* [PROMPT]: In the entries below, find each line bearing the string "text" and copy it.

[INFORMATION Boundary: Start]

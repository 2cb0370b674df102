use std::fs;
use std::time::Duration;

use leetcode_concat::catalog::{Catalog, CatalogEntry};
use leetcode_concat::client::{parse_catalog, parse_question, QuestionDetail};
use leetcode_concat::render::{write_output, DEFAULT_HOST};
use leetcode_concat::{LeetcodeScraperBuilder, ProblemSource, ScrapeError};

const CATALOG: &str = r#"{
    "stat_status_pairs": [
        { "stat": { "question__title_slug": "two-sum", "frontend_question_id": 1 } },
        { "stat": { "question__title_slug": "add-two-numbers", "frontend_question_id": 2 } }
    ]
}"#;

const TWO_SUM: &str = r#"{
    "data": {
        "question": {
            "questionId": "1",
            "questionFrontendId": "1",
            "title": "Two Sum",
            "titleSlug": "two-sum",
            "content": "<p>Given <b>nums</b>.</p>",
            "difficulty": "Easy"
        }
    }
}"#;

/// Serves canned response bodies through the same parsers the HTTP client uses.
struct CannedSource;

impl ProblemSource for CannedSource {
    async fn fetch_catalog(&self) -> Result<Catalog, ScrapeError> {
        parse_catalog("catalog", CATALOG)
    }

    async fn fetch_question(&self, title_slug: &str) -> Result<QuestionDetail, ScrapeError> {
        match title_slug {
            "two-sum" => parse_question("graphql", TWO_SUM),
            _ => parse_question("graphql", "<html>rate limited</html>"),
        }
    }
}

async fn run(start: u32, end: u32) -> String {
    let scraper = LeetcodeScraperBuilder::default()
        .ids(start..=end)
        .delay(Duration::ZERO)
        .build()
        .unwrap();
    let report = scraper.scrape(&CannedSource).await;

    let dir = tempfile::tempdir().unwrap();
    let path = dir.path().join("leetcode-questions.txt");
    fs::write(&path, "stale content from a previous run").unwrap();
    write_output(&path, &report.render(DEFAULT_HOST).unwrap()).unwrap();
    fs::read_to_string(&path).unwrap()
}

#[tokio::test]
async fn single_question_should_produce_one_block() {
    let text = run(1, 1).await;
    assert_eq!(
        text,
        "QUESTION 1: Two Sum\n\
         DIFFICULTY: Easy\n\
         URL: https://leetcode.com/problems/two-sum/\n\
         \n\
         Given nums.\n\
         \n\
         ----------------------------------------\n"
    );
}

#[tokio::test]
async fn reversed_range_should_write_empty_file() {
    assert_eq!(run(10, 1).await, "");
}

#[tokio::test]
async fn failed_and_missing_ids_should_be_left_out() {
    // 2 resolves but its detail body is not JSON, 3..=4 are not in the catalog
    let text = run(1, 4).await;
    assert_eq!(text.matches("QUESTION ").count(), 1);
    assert!(text.starts_with("QUESTION 1: Two Sum\n"));
}

#[tokio::test]
async fn report_counts_should_add_up() {
    let scraper = LeetcodeScraperBuilder::default()
        .ids(vec![4, 2, 1, 3])
        .delay(Duration::ZERO)
        .build()
        .unwrap();
    let report = scraper.scrape(&CannedSource).await;

    assert_eq!(report.attempted(), 4);
    assert_eq!(report.skipped, vec![4, 3]);
    assert_eq!(report.failed.len(), 1);
    assert_eq!(report.failed[0].id, 2);
    assert_eq!(report.records.len(), 1);
}

#[test]
fn catalog_entries_can_be_built_directly() {
    let catalog: Catalog = vec![CatalogEntry::new(5, "longest-palindromic-substring")]
        .into_iter()
        .collect();
    assert_eq!(catalog.resolve(5), Some("longest-palindromic-substring"));
}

[INFORMATION Boundary: End]

* [TASK OUTPUT]:
    let text = run(1, 1).await;
        text,
    let text = run(1, 4).await;
    assert_eq!(text.matches("QUESTION ").count(), 1);
    assert!(text.starts_with("QUESTION 1: Two Sum\n"));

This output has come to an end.